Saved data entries
● ● ● ● ●

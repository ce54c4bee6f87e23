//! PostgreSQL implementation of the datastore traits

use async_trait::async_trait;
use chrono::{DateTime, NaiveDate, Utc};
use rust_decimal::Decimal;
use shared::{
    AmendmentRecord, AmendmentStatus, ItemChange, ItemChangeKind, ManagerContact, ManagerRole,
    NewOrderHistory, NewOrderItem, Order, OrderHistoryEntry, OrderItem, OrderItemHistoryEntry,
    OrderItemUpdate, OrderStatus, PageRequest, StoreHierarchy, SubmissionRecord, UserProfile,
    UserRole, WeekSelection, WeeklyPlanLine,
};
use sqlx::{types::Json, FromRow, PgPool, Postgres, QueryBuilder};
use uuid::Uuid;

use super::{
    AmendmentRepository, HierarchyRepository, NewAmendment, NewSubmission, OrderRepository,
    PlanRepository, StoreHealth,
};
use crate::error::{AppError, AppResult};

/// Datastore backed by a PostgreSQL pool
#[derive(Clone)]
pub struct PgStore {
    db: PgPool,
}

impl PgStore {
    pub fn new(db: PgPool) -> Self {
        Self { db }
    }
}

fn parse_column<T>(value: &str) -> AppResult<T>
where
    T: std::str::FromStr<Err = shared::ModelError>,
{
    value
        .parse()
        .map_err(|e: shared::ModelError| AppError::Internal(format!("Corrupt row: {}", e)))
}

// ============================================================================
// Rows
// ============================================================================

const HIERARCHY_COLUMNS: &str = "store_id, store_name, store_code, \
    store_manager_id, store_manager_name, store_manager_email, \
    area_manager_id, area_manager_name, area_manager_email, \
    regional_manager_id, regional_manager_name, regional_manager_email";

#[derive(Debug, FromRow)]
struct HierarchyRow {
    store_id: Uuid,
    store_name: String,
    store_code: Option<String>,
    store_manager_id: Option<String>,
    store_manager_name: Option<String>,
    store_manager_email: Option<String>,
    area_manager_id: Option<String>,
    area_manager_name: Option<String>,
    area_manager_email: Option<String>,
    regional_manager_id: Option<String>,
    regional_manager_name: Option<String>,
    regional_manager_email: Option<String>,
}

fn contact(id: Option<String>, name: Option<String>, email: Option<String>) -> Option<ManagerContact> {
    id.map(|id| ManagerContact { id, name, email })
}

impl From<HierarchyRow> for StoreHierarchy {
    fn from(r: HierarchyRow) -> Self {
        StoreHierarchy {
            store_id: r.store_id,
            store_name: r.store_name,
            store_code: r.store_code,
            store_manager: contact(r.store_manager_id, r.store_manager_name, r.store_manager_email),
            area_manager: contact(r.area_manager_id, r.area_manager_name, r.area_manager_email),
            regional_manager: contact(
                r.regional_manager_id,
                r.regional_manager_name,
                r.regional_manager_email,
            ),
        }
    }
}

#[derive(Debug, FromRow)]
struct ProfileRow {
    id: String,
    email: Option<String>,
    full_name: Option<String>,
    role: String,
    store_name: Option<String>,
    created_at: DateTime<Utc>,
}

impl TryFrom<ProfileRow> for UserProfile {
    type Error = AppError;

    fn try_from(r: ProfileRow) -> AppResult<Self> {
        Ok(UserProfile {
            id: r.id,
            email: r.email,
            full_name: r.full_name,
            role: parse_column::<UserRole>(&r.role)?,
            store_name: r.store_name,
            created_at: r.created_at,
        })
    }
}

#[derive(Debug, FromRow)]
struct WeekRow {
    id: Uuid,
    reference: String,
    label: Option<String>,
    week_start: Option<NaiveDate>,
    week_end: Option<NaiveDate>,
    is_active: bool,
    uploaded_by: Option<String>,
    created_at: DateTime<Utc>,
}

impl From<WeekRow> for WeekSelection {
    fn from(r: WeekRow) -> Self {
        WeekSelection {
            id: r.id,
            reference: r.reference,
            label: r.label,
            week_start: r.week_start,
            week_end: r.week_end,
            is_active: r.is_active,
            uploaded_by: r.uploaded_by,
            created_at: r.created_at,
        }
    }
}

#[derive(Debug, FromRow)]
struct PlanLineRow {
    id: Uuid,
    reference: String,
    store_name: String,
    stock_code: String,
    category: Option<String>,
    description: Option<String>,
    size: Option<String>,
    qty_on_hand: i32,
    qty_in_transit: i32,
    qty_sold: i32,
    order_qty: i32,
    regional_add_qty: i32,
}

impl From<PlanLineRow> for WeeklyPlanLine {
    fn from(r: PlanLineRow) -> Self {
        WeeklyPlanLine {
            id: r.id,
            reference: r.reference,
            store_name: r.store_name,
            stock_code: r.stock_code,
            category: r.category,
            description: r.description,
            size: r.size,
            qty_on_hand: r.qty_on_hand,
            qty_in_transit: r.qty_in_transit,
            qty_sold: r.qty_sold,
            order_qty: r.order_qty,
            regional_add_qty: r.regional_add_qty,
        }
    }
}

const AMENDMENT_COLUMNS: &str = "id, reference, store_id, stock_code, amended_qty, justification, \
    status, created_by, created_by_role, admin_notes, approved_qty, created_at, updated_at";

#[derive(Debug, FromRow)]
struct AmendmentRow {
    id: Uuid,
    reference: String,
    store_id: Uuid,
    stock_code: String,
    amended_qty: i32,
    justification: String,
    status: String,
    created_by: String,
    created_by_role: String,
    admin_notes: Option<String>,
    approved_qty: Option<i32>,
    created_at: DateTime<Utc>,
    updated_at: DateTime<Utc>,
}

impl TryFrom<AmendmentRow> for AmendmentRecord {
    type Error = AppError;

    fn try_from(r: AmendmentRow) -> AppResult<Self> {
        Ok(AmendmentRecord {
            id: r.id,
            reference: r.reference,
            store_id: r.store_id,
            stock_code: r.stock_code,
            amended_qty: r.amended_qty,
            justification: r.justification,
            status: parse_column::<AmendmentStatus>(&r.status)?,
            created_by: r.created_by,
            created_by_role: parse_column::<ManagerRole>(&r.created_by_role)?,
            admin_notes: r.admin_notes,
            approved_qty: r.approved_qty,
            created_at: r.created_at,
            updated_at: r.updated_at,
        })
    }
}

● ● ● ● ●

◆ ASSIGNED TASK:
Would you please transcribe the records above in full and exactly?

◆ ANSWER TO THIS TASK:
repository ce54c4bee6f87e23
//! PostgreSQL implementation of the datastore traits

use async_trait::async_trait;
use chrono::{DateTime, NaiveDate, Utc};
use rust_decimal::Decimal;
use shared::{
    AmendmentRecord, AmendmentStatus, ItemChange, ItemChangeKind, ManagerContact, ManagerRole,
    NewOrderHistory, NewOrderItem, Order, OrderHistoryEntry, OrderItem, OrderItemHistoryEntry,
    OrderItemUpdate, OrderStatus, PageRequest, StoreHierarchy, SubmissionRecord, UserProfile,
    UserRole, WeekSelection, WeeklyPlanLine,
};
use sqlx::{types::Json, FromRow, PgPool, Postgres, QueryBuilder};
use uuid::Uuid;

use super::{
    AmendmentRepository, HierarchyRepository, NewAmendment, NewSubmission, OrderRepository,
    PlanRepository, StoreHealth,
};
use crate::error::{AppError, AppResult};

/// Datastore backed by a PostgreSQL pool
#[derive(Clone)]
pub struct PgStore {
    db: PgPool,
}

impl PgStore {
    pub fn new(db: PgPool) -> Self {
        Self { db }
    }
}

fn parse_column<T>(value: &str) -> AppResult<T>
where
    T: std::str::FromStr<Err = shared::ModelError>,
{
    value
        .parse()
        .map_err(|e: shared::ModelError| AppError::Internal(format!("Corrupt row: {}", e)))
}

// ============================================================================
// Rows
// ============================================================================

const HIERARCHY_COLUMNS: &str = "store_id, store_name, store_code, \
    store_manager_id, store_manager_name, store_manager_email, \
    area_manager_id, area_manager_name, area_manager_email, \
    regional_manager_id, regional_manager_name, regional_manager_email";

#[derive(Debug, FromRow)]
struct HierarchyRow {
    store_id: Uuid,
    store_name: String,
    store_code: Option<String>,
    store_manager_id: Option<String>,
    store_manager_name: Option<String>,
    store_manager_email: Option<String>,
    area_manager_id: Option<String>,
    area_manager_name: Option<String>,
    area_manager_email: Option<String>,
    regional_manager_id: Option<String>,
    regional_manager_name: Option<String>,
    regional_manager_email: Option<String>,
}

fn contact(id: Option<String>, name: Option<String>, email: Option<String>) -> Option<ManagerContact> {
    id.map(|id| ManagerContact { id, name, email })
}

impl From<HierarchyRow> for StoreHierarchy {
    fn from(r: HierarchyRow) -> Self {
        StoreHierarchy {
            store_id: r.store_id,
            store_name: r.store_name,
            store_code: r.store_code,
            store_manager: contact(r.store_manager_id, r.store_manager_name, r.store_manager_email),
            area_manager: contact(r.area_manager_id, r.area_manager_name, r.area_manager_email),
            regional_manager: contact(
                r.regional_manager_id,
                r.regional_manager_name,
                r.regional_manager_email,
            ),
        }
    }
}

#[derive(Debug, FromRow)]
struct ProfileRow {
    id: String,
    email: Option<String>,
    full_name: Option<String>,
    role: String,
    store_name: Option<String>,
    created_at: DateTime<Utc>,
}

impl TryFrom<ProfileRow> for UserProfile {
    type Error = AppError;

    fn try_from(r: ProfileRow) -> AppResult<Self> {
        Ok(UserProfile {
            id: r.id,
            email: r.email,
            full_name: r.full_name,
            role: parse_column::<UserRole>(&r.role)?,
            store_name: r.store_name,
            created_at: r.created_at,
        })
    }
}

#[derive(Debug, FromRow)]
struct WeekRow {
    id: Uuid,
    reference: String,
    label: Option<String>,
    week_start: Option<NaiveDate>,
    week_end: Option<NaiveDate>,
    is_active: bool,
    uploaded_by: Option<String>,
    created_at: DateTime<Utc>,
}

impl From<WeekRow> for WeekSelection {
    fn from(r: WeekRow) -> Self {
        WeekSelection {
            id: r.id,
            reference: r.reference,
            label: r.label,
            week_start: r.week_start,
            week_end: r.week_end,
            is_active: r.is_active,
            uploaded_by: r.uploaded_by,
            created_at: r.created_at,
        }
    }
}

#[derive(Debug, FromRow)]
struct PlanLineRow {
    id: Uuid,
    reference: String,
    store_name: String,
    stock_code: String,
    category: Option<String>,
    description: Option<String>,
    size: Option<String>,
    qty_on_hand: i32,
    qty_in_transit: i32,
    qty_sold: i32,
    order_qty: i32,
    regional_add_qty: i32,
}

impl From<PlanLineRow> for WeeklyPlanLine {
    fn from(r: PlanLineRow) -> Self {
        WeeklyPlanLine {
            id: r.id,
            reference: r.reference,
            store_name: r.store_name,
            stock_code: r.stock_code,
            category: r.category,
            description: r.description,
            size: r.size,
            qty_on_hand: r.qty_on_hand,
            qty_in_transit: r.qty_in_transit,
            qty_sold: r.qty_sold,
            order_qty: r.order_qty,
            regional_add_qty: r.regional_add_qty,
        }
    }
}

const AMENDMENT_COLUMNS: &str = "id, reference, store_id, stock_code, amended_qty, justification, \
    status, created_by, created_by_role, admin_notes, approved_qty, created_at, updated_at";

#[derive(Debug, FromRow)]
struct AmendmentRow {
    id: Uuid,
    reference: String,
    store_id: Uuid,
    stock_code: String,
    amended_qty: i32,
    justification: String,
    status: String,
    created_by: String,
    created_by_role: String,
    admin_notes: Option<String>,
    approved_qty: Option<i32>,
    created_at: DateTime<Utc>,
    updated_at: DateTime<Utc>,
}

impl TryFrom<AmendmentRow> for AmendmentRecord {
    type Error = AppError;

    fn try_from(r: AmendmentRow) -> AppResult<Self> {
        Ok(AmendmentRecord {
            id: r.id,
            reference: r.reference,
            store_id: r.store_id,
            stock_code: r.stock_code,
            amended_qty: r.amended_qty,
            justification: r.justification,
            status: parse_column::<AmendmentStatus>(&r.status)?,
            created_by: r.created_by,
            created_by_role: parse_column::<ManagerRole>(&r.created_by_role)?,
            admin_notes: r.admin_notes,
            approved_qty: r.approved_qty,
            created_at: r.created_at,
            updated_at: r.updated_at,
        })
    }
}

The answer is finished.